My background is... is in geophysics and I thought polygraph was really this very similar. Physics is searching for truth in nature and polygraph is searching for truth.

are like robo mind readers. And their key component is the motherboard. Modern polygraphs generate so much data that they need computer algorithms to process it all.

And this is where the motherboard comes in. So your fate is in the hands of the computer. Polygraphs monitor multiple physiological activities.

Breathing rate, sweat level and heart rate. Bruce firstly fastens two expandable tubes around the subject's torso. These monitor how often the chest expands and contracts. Next, he uses Velcro to attach stainless steel plates to two fingers to create an electrical circuit.

The more you lie, the more you sweat, and the more sodium ions will come out of your pores. This in turn causes more electrical activity in the circuit. Our fingertips are some of the most porous places on the human body.

Perfect to search for telltale beads of sweat. Known as the galvanic skin response, it's a phenomenon first found in the glowing scales of alien corpses examined in Area 51. Just kidding. Next, he hooks up a blood pressure monitor. just like the one in your doctor's surgery. All polygraph subjects have three classes of attachments always.

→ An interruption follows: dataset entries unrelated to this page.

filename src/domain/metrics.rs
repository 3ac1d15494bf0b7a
//! Performance metrics and statistics.

use serde::{Serialize, Serializer};

use super::simulation::Simulation;

/// Default Sharpe annualization. Applied as-is regardless of bar interval
/// unless the caller passes another `periods_per_year`.
pub const TRADING_DAYS_PER_YEAR: f64 = 252.0;

/// Wire value for a profit factor with no losing bars.
pub const PROFIT_FACTOR_NO_LOSSES: f64 = 999.0;

#[derive(Debug, Clone, Copy, PartialEq)]
pub enum ProfitFactor {
    Ratio(f64),
    /// Gross loss is zero; serialized as [`PROFIT_FACTOR_NO_LOSSES`].
    NoLosses,
}

impl ProfitFactor {
    pub fn value(self) -> f64 {
        match self {
            ProfitFactor::Ratio(r) => r,
            ProfitFactor::NoLosses => PROFIT_FACTOR_NO_LOSSES,
        }
    }
}

impl Serialize for ProfitFactor {
    fn serialize<S: Serializer>(&self, serializer: S) -> Result<S::Ok, S::Error> {
        match *self {
            ProfitFactor::Ratio(r) => serializer.serialize_f64(r),
            ProfitFactor::NoLosses => serializer.serialize_u32(PROFIT_FACTOR_NO_LOSSES as u32),
        }
    }
}

/// Mean and sample standard deviation (n - 1) of a return series.
#[derive(Debug, Clone, Copy, PartialEq)]
pub struct ReturnStats {
    pub mean: f64,
    pub std: f64,
}

impl ReturnStats {
    /// Fewer than two values give `std == 0`; no values give `mean == 0`.
    pub fn from_returns(returns: &[f64]) -> Self {
        let count = returns.len();
        if count == 0 {
            return Self {
                mean: 0.0,
                std: 0.0,
            };
        }
        let n = count as f64;
        let mean = returns.iter().sum::<f64>() / n;
        let std = if count > 1 {
            let variance = returns.iter().map(|r| (r - mean).powi(2)).sum::<f64>() / (n - 1.0);
            variance.sqrt()
        } else {
            0.0
        };
        Self { mean, std }
    }
}

/// Scalar report, every value rounded to 2 decimals.
#[derive(Debug, Clone, PartialEq, Serialize)]
pub struct PerformanceReport {
    pub end_capital: f64,
    pub total_return: f64,
    pub bh_return: f64,
    pub bh_capital: f64,
    pub sharpe: f64,
    pub max_drawdown: f64,
    pub win_rate: f64,
    pub total_trades: usize,
    pub profit_factor: ProfitFactor,
    pub calmar: f64,
    pub capital: f64,
}

impl PerformanceReport {
    pub fn compute(sim: &Simulation, capital: f64, periods_per_year: f64) -> Self {
        let end_capital = sim.final_equity().unwrap_or(capital);
        let bh_capital = sim.final_bh_equity().unwrap_or(capital);

        let total_return = (end_capital / capital - 1.0) * 100.0;
        let bh_return = (bh_capital / capital - 1.0) * 100.0;

        let max_drawdown = compute_max_drawdown(&sim.equity);

        let returns = sim.realized_returns();
        let stats = ReturnStats::from_returns(&returns);
        let sharpe = if stats.std > 0.0 {
            stats.mean / stats.std * periods_per_year.sqrt()
        } else {
            0.0
        };

        let mut wins = 0usize;
        let mut losses = 0usize;
        let mut gross_profit = 0.0_f64;
        let mut gross_loss = 0.0_f64;
        for &r in &returns {
            if r > 0.0 {
                wins += 1;
                gross_profit += r;
            } else if r < 0.0 {
                losses += 1;
                gross_loss += r;
            }
        }
        let gross_loss = gross_loss.abs();
        let total_trades = wins + losses;

        let win_rate = if total_trades > 0 {
            wins as f64 / total_trades as f64 * 100.0
        } else {
            0.0
        };

        let profit_factor = if gross_loss > 0.0 {
            ProfitFactor::Ratio(round_to(gross_profit / gross_loss, 2))
        } else {
            ProfitFactor::NoLosses
        };

        let calmar = if max_drawdown != 0.0 {
            total_return / max_drawdown.abs()
        } else {
            0.0
        };

        PerformanceReport {
            end_capital: round_to(end_capital, 2),
            total_return: round_to(total_return, 2),
            bh_return: round_to(bh_return, 2),
            bh_capital: round_to(bh_capital, 2),
            sharpe: round_to(sharpe, 2),
            max_drawdown: round_to(max_drawdown, 2),
            win_rate: round_to(win_rate, 2),
            total_trades,
            profit_factor,
            calmar: round_to(calmar, 2),
            capital: round_to(capital, 2),
        }
    }
}

/// Most negative `(equity - running_peak) / running_peak`, in percent.
fn compute_max_drawdown(equity: &[f64]) -> f64 {
    let Some(&first) = equity.first() else {
        return 0.0;
    };

    let mut peak = first;
    let mut max_dd = 0.0_f64;
    for &e in equity {
        if e > peak {
            peak = e;
        }
        if peak > 0.0 {
            max_dd = max_dd.min((e - peak) / peak);
        }
    }
    max_dd * 100.0
}

/// Rounds half away from zero to `decimals` places. Non-finite values pass through.
pub fn round_to(value: f64, decimals: i32) -> f64 {
    if !value.is_finite() {
        return value;
    }
    let factor = 10f64.powi(decimals);
    (value * factor).round() / factor
}
//! Serializable result bundle.
//!
//! Series are rounded to 5 decimals and undefined entries serialize as `null`.

use std::collections::BTreeMap;

use serde::Serialize;

use crate::domain::frame::{Column, PriceFrame, RSI_COLUMN, SIGNAL_COLUMN};
use crate::domain::metrics::{PerformanceReport, round_to};
use crate::domain::projection::ProjectionBand;
use crate::domain::simulation::Simulation;

pub const SERIES_DECIMALS: i32 = 5;
pub const BAR_DATE_FORMAT: &str = "%Y-%m-%d %H:%M";
pub const PROJECTION_DATE_FORMAT: &str = "%Y-%m-%d";

#[derive(Debug, Clone, PartialEq, Serialize)]
pub struct ChartData {
    pub dates: Vec<String>,
    pub open: Vec<Option<f64>>,
    pub high: Vec<Option<f64>>,
    pub low: Vec<Option<f64>>,
    pub close: Vec<Option<f64>>,
    pub indicators: BTreeMap<String, Vec<Option<f64>>>,
    pub rsi: Vec<Option<f64>>,
}

#[derive(Debug, Clone, PartialEq, Serialize)]
pub struct ProjectionData {
    pub dates: Vec<String>,
    pub upper: Vec<f64>,
    pub lower: Vec<f64>,
    pub mid: Vec<f64>,
}

#[derive(Debug, Clone, PartialEq, Serialize)]
pub struct EquityData {
    pub dates: Vec<String>,
    pub equity: Vec<Option<f64>>,
    pub bh_equity: Vec<Option<f64>>,
    pub equity_high: Vec<Option<f64>>,
    pub equity_low: Vec<Option<f64>>,
    pub projection: ProjectionData,
}

#[derive(Debug, Clone, PartialEq, Serialize)]
pub struct BacktestReport {
    pub chart: ChartData,
    pub equity: EquityData,
    pub performance: PerformanceReport,
}

/// Rounds a defined value; NaN and infinities become `None`.
fn series_value(value: f64) -> Option<f64> {
    value
        .is_finite()
        .then(|| round_to(value, SERIES_DECIMALS))
}

fn series(values: impl IntoIterator<Item = f64>) -> Vec<Option<f64>> {
    values.into_iter().map(series_value).collect()
}

fn column_series(column: &Column) -> Vec<Option<f64>> {
    column.iter().map(|v| v.and_then(series_value)).collect()
}

impl ChartData {
    /// Every derived column except `signal` and `rsi` lands in `indicators`.
    pub fn from_frame(frame: &PriceFrame<'_>) -> Self {
        let bars = frame.bars();
        let indicators = frame
            .columns()
            .filter(|(name, _)| *name != SIGNAL_COLUMN && *name != RSI_COLUMN)
            .map(|(name, col)| (name.to_string(), column_series(col)))
            .collect();
        let rsi = frame.column(RSI_COLUMN).map(column_series).unwrap_or_default();

        ChartData {
            dates: bars
                .iter()
                .map(|b| b.timestamp.format(BAR_DATE_FORMAT).to_string())
                .collect(),
            open: series(bars.iter().map(|b| b.open)),
            high: series(bars.iter().map(|b| b.high)),
            low: series(bars.iter().map(|b| b.low)),
            close: series(bars.iter().map(|b| b.close)),
            indicators,
            rsi,
        }
    }
}

impl EquityData {
    pub fn new(frame: &PriceFrame<'_>, sim: &Simulation, band: ProjectionBand) -> Self {
        EquityData {
            dates: frame
                .bars()
                .iter()
                .map(|b| b.timestamp.format(BAR_DATE_FORMAT).to_string())
                .collect(),
            equity: series(sim.equity.iter().copied()),
            bh_equity: series(sim.bh_equity.iter().copied()),
            equity_high: series(sim.equity_high.iter().copied()),
            equity_low: series(sim.equity_low.iter().copied()),
            projection: ProjectionData {
                dates: band
                    .dates
                    .iter()
                    .map(|d| d.format(PROJECTION_DATE_FORMAT).to_string())
                    .collect(),
                upper: band.upper,
                lower: band.lower,
                mid: band.mid,
            },
        }
    }
}
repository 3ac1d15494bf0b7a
//! Configuration access port trait.

pub trait ConfigPort {
    fn get_string(&self, section: &str, key: &str) -> Option<String>;
    /// Keys present in `section`, sorted. Empty if the section is absent.
    fn keys(&self, section: &str) -> Vec<String>;
}
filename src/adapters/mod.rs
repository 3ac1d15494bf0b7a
//! Concrete adapter implementations for ports.

pub mod csv_adapter;
pub mod file_config_adapter;
pub mod json_report_adapter;
//! Price data access port trait.

use crate::domain::error::BacktestError;
use crate::domain::ohlcv::PriceBar;
use chrono::NaiveDate;

pub trait DataPort {
    /// Bars for `symbol`, ordered by timestamp, restricted to the inclusive
    /// date range when bounds are given.
    fn fetch_bars(
        &self,
        symbol: &str,
        start_date: Option<NaiveDate>,
        end_date: Option<NaiveDate>,
    ) -> Result<Vec<PriceBar>, BacktestError>;

    fn list_symbols(&self) -> Result<Vec<String>, BacktestError>;
}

This is a cardio, this is a GSR, and this is the breathing. Standard procedure is to start each session with a series of simple questions to establish heart rate, breathing and sweat level. Are you wearing a red jacket? No.

And then come the control questions. Did you write the number four on a piece of paper? No. Okay, it's hardly, did you shoot JFK? But this allows Bruce to see what happens when the subject lies.

So imagine you're all wired up. up and your partner starts asking you questions. Does this dress make my butt look big?

Do you like my mother? Do you love the dog more than me? You start sweating, your pulse goes up, you have a shortness of breath, you know you have to lie and your body is already responding.

And to a pro like Bruce, if someone's lying, the signs are as clear as the nose on Pinocchio's face. So is it possible to fool the machine? There's a famous case from the 1980s, Gary Ridgway, a.k.a. the Green River Killer.

Now he passed a polygraph test during a span over which he killed 70 people. If you're ever tied to a polygraph, here are a couple of tips to get the idea. hands. Now when you recognize a control question think exciting or scary thoughts to heighten what your body does when you lie or bite your tongue. Pain has a similar physiological response to lying.

But beware Bruce is constantly adding upgrades to make the lie detector more formidable. One of them has been hiding under his subject's butt. A pad that detects the smallest of muscle contractions, even toe curls.

We've learned over the years that some people think they can trick the polygraph in different ways. One of the common ones is lower tightening of muscles in the lower torso in ways that are very vivid with a motion pad. He's even developing tests to monitor changes in temperature on a subject's face.

Another sign someone might be lying. And this time, he just points a camera at the subject. No need to even hook up to the machine.

So politicians, take note. The truth is written all over your face.